After the fight broke up, Griffin and Cordero went back to their car. Norris approached the driver’s side, where Griffin sat, pulled a gun from his waistband and fired from 10 to 15 feet away. A shot ricocheted off the side mirror, went through the window and hit Griffin in the right side of the chest, where it still is lodged.
Griffin hit the gas and Norris fired another shot, which went into the driver’s door.
Griffin drove himself to UPMC Horizon, Farrell, and was flown to Pittsburgh. He was released the next day.
Hospital personnel asked Griffin who shot him. He said he didn’t know. He had the same answer when police talked to him.
Griffin said he kept mum because he did not want to be a snitch, which would make him a target on the streets, he said.
Then his brother asked for help.
Police filed charges against Norris for the second time in May, and Griffin testified at a June preliminary hearing, implicating Norris as the shooter.
Cordero pleaded guilty in June to a charge of prohibited possession of a firearm resolving the shooting and assault cases – his sentencing is set for Feb. 24 – and prosecutors withdrew the drug case in July.
Assistant District Attorney Tedd C. Nesbit asked Griffin Wednesday, “When you and I met, the agreement was that you tell the truth?”
“Yes,” Griffin said.
“Nothing else?” Nesbit continued.
But, according to Booker, it’s difficult to get at what the truth is.
When police questioned Griffin on May 8, he said “Tavares Jackson” shot him.
Griffin explained Wednesday that he knew of Norris only by his first name, and said he picked Norris out of a photo lineup later in the day.
Griffin also told police he didn’t know who jumped him, and testified at the preliminary hearing he didn’t see who hit him. Later, he said the assailant was Ike, whom police believe to have been Isaac Williams. Griffin had testified at the preliminary hearing that Williams was at the gas station that night.
“I didn’t want to involve people who had nothing to do with it,” Griffin said Wednesday.
When asked at the preliminary hearing why he came forward, Griffin responded, “I got a bullet in my chest,” and made no mention of the deal concerning his brother.

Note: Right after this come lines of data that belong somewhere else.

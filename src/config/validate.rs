// src/config/validate.rs

use crate::config::model::{ConfigFile, RawConfigFile};
use crate::errors::{FlowError, Result};
use crate::path::AssetPath;
use crate::storage::KindMatcher;

impl TryFrom<RawConfigFile> for ConfigFile {
    type Error = FlowError;

    fn try_from(raw: RawConfigFile) -> std::result::Result<Self, Self::Error> {
        validate_raw_config(&raw)?;
        Ok(ConfigFile::new_unchecked(raw.config, raw.kinds))
    }
}

fn validate_raw_config(cfg: &RawConfigFile) -> Result<()> {
    validate_template_file_name(cfg)?;
    validate_sidecar_suffix(cfg)?;
    validate_kind_patterns(cfg)?;
    Ok(())
}

fn validate_template_file_name(cfg: &RawConfigFile) -> Result<()> {
    let name = cfg.config.template_file_name.as_str();
    if name.trim().is_empty() {
        return Err(FlowError::ConfigError(
            "[config].template_file_name must not be empty".to_string(),
        ));
    }
    if name.trim() != name {
        return Err(FlowError::ConfigError(format!(
            "[config].template_file_name must not start or end with whitespace (got {name:?})"
        )));
    }
    if name.contains('/') || name.contains('\\') {
        return Err(FlowError::ConfigError(format!(
            "[config].template_file_name must be a bare file name (got {name:?})"
        )));
    }
    Ok(())
}

fn validate_sidecar_suffix(cfg: &RawConfigFile) -> Result<()> {
    let suffix = cfg.config.import_sidecar_suffix.as_str();
    if suffix.trim().is_empty() {
        return Err(FlowError::ConfigError(
            "[config].import_sidecar_suffix must not be empty".to_string(),
        ));
    }
    if suffix.trim() != suffix {
        return Err(FlowError::ConfigError(format!(
            "[config].import_sidecar_suffix must not start or end with whitespace (got {suffix:?})"
        )));
    }
    Ok(())
}

fn validate_kind_patterns(cfg: &RawConfigFile) -> Result<()> {
    let matcher = KindMatcher::new(&cfg.kinds)
        .map_err(|e| FlowError::ConfigError(format!("[kinds]: {e:#}")))?;

    // A template file classified as an asset would govern itself.
    if let Some(probe) = AssetPath::new(format!("probe/{}", cfg.config.template_file_name)) {
        if let Some(kind) = matcher.classify(&probe) {
            return Err(FlowError::ConfigError(format!(
                "[config].template_file_name {:?} is matched by the [kinds].{kind} patterns",
                cfg.config.template_file_name
            )));
        }
    }
    Ok(())
}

Booker also pointed out that Griffin gave different clothing descriptions of Norris – Griffin responded that he wasn’t worried about what people were wearing – and Griffin said he walked back to his car without saying anything, but a surveillance video appears to show him having words with George Phillips.

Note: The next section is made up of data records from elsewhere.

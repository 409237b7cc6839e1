use std::fmt;
use std::str::FromStr;

use serde::{Deserialize, Serialize};

use crate::path::AssetPath;

/// Kind of content item that can be governed by a folder template.
///
/// Only these three kinds participate; every other file in the tree is
/// invisible to resolution, propagation and validation.
#[derive(Debug, Clone, Copy, PartialEq, Eq, PartialOrd, Ord, Hash, Serialize, Deserialize)]
#[serde(rename_all = "lowercase")]
pub enum AssetKind {
    Texture,
    Model,
    Audio,
}

impl AssetKind {
    pub const ALL: [AssetKind; 3] = [AssetKind::Texture, AssetKind::Model, AssetKind::Audio];

    pub fn as_str(&self) -> &'static str {
        match self {
            AssetKind::Texture => "texture",
            AssetKind::Model => "model",
            AssetKind::Audio => "audio",
        }
    }
}

impl fmt::Display for AssetKind {
    fn fmt(&self, f: &mut fmt::Formatter<'_>) -> fmt::Result {
        f.write_str(self.as_str())
    }
}

impl FromStr for AssetKind {
    type Err = String;

    fn from_str(s: &str) -> Result<Self, Self::Err> {
        match s.trim().to_lowercase().as_str() {
            "texture" => Ok(AssetKind::Texture),
            "model" => Ok(AssetKind::Model),
            "audio" => Ok(AssetKind::Audio),
            other => Err(format!(
                "invalid asset kind: {other} (expected \"texture\", \"model\" or \"audio\")"
            )),
        }
    }
}

/// A content item as seen by the engine: where it lives and what it is.
///
/// Ordered by path first so sets of refs iterate in tree order.
#[derive(Debug, Clone, PartialEq, Eq, PartialOrd, Ord, Hash)]
pub struct AssetRef {
    pub path: AssetPath,
    pub kind: AssetKind,
}

impl AssetRef {
    pub fn new(path: AssetPath, kind: AssetKind) -> Self {
        Self { path, kind }
    }
}

/// Observable facts about an asset that validators can inspect.
#[derive(Debug, Clone, PartialEq, Eq)]
pub struct AssetInfo {
    pub path: AssetPath,
    pub kind: AssetKind,
    /// File name without extension.
    pub name: String,
    /// Pixel dimensions (width, height), when the asset has any.
    pub dimensions: Option<(u32, u32)>,
}

impl AssetInfo {
    pub fn new(path: AssetPath, kind: AssetKind) -> Self {
        let name = path.stem().to_string();
        Self {
            path,
            kind,
            name,
            dimensions: None,
        }
    }

    pub fn with_dimensions(mut self, width: u32, height: u32) -> Self {
        self.dimensions = Some((width, height));
        self
    }
}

“He’s changed his story multiple, multiple times,” Booker said. “He had a reason to lie – he’s protecting the people who did it.”
Nesbit argued that Griffin, while not a perfect witness, “did do the right thing.”
Video surveillance footage, Griffin’s medical testimony and the position of bullet casings in the Speed Check parking lot backs Griffin’s story of events, Nesbit said.
Griffin had “no reason to lie,” Nesbit said, adding that the deal concerning Cordero “is not unusual.”
“If he was going to make up a name, why would he make up a name of someone who was there?” Nesbit said. “He didn’t have a deal to make up names. He had a deal to tell us who shot him.”
The jury deliberated about 30 minutes following two days of testimony.
Norris had been in jail since June 4 on $100,000 bond and served about four weeks in jail when he was arrested following the first filing of charges.